Figure 2.

hTAF_II28 interacts in vitro with Tax. (A) The GST and GST-Tax proteins coupled to glutathione-Sepharose beads (7) were incubated with purified TBP (9) (lanes 3 and 4) or purified His-hTAF_II28 (10) (lanes 5 and 6). Proteins were uncoupled from the beads by incubation in SDS/PAGE loading buffer for 10 min at 90°C and migrated through a SDS/10% polyacrylamide protein gel. As controls, 5% of the amounts of TBP and hTAF_II28 used for the incubations with GST and GST-Tax was loaded directly onto the gel (lanes 1 and 2, respectively). The gel was analyzed by immunoblotting with a mix of mAbs directed against TBP (3G3) and hTAF_II28 (15TA + 1C9). (B) Tax and hTAF_II28 were produced and labeled with [³⁵S]methionine by in vitro-coupled transcription/translation. These proteins were incubated with the GST-TBP fusion protein coupled to glutathione Sepharose beads. After three washes, the proteins were eluted by treatment with free glutathione. One-tenth of the eluted proteins was loaded onto a SDS protein gel (lane 2).
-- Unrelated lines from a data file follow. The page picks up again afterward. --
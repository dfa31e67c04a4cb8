//! Row exporter: drains the hand-off queue into a row sink.
//!
//! The exporter runs on its own thread and owns the sink for the whole
//! run. It writes the header first, then pops and writes up to
//! `samples_count` rows in arrival order. The sink is finished exactly once
//! on every exit path: all rows written, queue closed early, or a write
//! failure.

use crate::config::DumpPropertySpec;
use crate::error::{ExporterError, Result};
use crate::pipeline::queue::RowReceiver;
use crate::pipeline::sink::RowSink;
use std::thread::JoinHandle;

/// Name of the exporter thread
pub const EXPORTER_THREAD_NAME: &str = "row-exporter";

/// Callback invoked with `(rows_written, rows_expected)` after each row
pub type ProgressReporter = Box<dyn FnMut(u64, u64) + Send>;

/// Progress reporter printing `written/total` lines to stdout
pub fn stdout_progress() -> ProgressReporter {
    Box::new(|written, total| println!("{}/{}", written, total))
}

/// Result of a finished export
#[derive(Debug, Clone, Copy, PartialEq, Eq)]
pub struct ExportReport {
    /// Data rows written after the header
    pub rows_written: u64,
    /// Data rows the run asked for
    pub rows_expected: u64,
}

impl ExportReport {
    /// Whether every expected row was written
    pub fn is_complete(&self) -> bool {
        self.rows_written == self.rows_expected
    }
}

/// Writes queued rows to a sink
pub struct RowExporter {
    sink: Box<dyn RowSink>,
    header: Vec<String>,
    samples_count: u64,
    progress: Option<ProgressReporter>,
}

impl RowExporter {
    /// Create an exporter writing the header derived from `spec`
    pub fn new(sink: Box<dyn RowSink>, spec: &DumpPropertySpec, samples_count: u64) -> Self {
        Self {
            sink,
            header: spec.header(),
            samples_count,
            progress: None,
        }
    }

    /// Report progress after every row
    pub fn with_progress(mut self, reporter: ProgressReporter) -> Self {
        self.progress = Some(reporter);
        self
    }

    /// Run the export loop on a dedicated thread
    pub fn spawn(self, queue: RowReceiver) -> Result<JoinHandle<Result<ExportReport>>> {
        std::thread::Builder::new()
            .name(EXPORTER_THREAD_NAME.to_string())
            .spawn(move || self.run(queue))
            .map_err(|e| {
                ExporterError::Io(e).with_context("Failed to spawn the row exporter thread")
            })
    }

    /// Run the export loop on the current thread
    pub fn run(self, mut queue: RowReceiver) -> Result<ExportReport> {
        let RowExporter {
            mut sink,
            header,
            samples_count,
            mut progress,
        } = self;

        let exported = export_rows(sink.as_mut(), &header, samples_count, &mut queue, &mut progress);
        let closed = sink.finish();

        match (exported, closed) {
            (Err(e), closed) => {
                if let Err(close_err) = closed {
                    tracing::warn!("Closing the sink after a failure also failed: {}", close_err);
                }
                tracing::error!("Export aborted: {}", e);
                Err(e)
            }
            (Ok(_), Err(e)) => {
                tracing::error!("Failed to close the sink: {}", e);
                Err(e)
            }
            (Ok(report), Ok(())) => Ok(report),
        }
    }
}

fn export_rows(
    sink: &mut dyn RowSink,
    header: &[String],
    samples_count: u64,
    queue: &mut RowReceiver,
    progress: &mut Option<ProgressReporter>,
) -> Result<ExportReport> {
    sink.write_row(header)?;

    let mut rows_written = 0;
    while rows_written < samples_count {
        let Some(row) = queue.pop() else {
            tracing::warn!(
                "Sample producer stopped early: exported {} of {} rows",
                rows_written,
                samples_count
            );
            break;
        };

        sink.write_row(row.cells())?;
        rows_written += 1;

        if let Some(report) = progress.as_mut() {
            report(rows_written, samples_count);
        }
    }

    Ok(ExportReport {
        rows_written,
        rows_expected: samples_count,
    })
}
The eluted proteins were next immunoprecipitated with an antibody directed against Tax in Nonidet P-40 lysis buffer (17), and the immunoprecipitated proteins were analyzed by SDS/PAGE (lane 3). The gel was dried and exposed to a Phosphor screen of which image is shown. In lane 1, the radioactively labeled Tax and hTAF_II28 proteins were incubated with protein A Sepharose beads to control for nonspecific binding. The positions of the bands of a molecular weight marker run in parallel are indicated.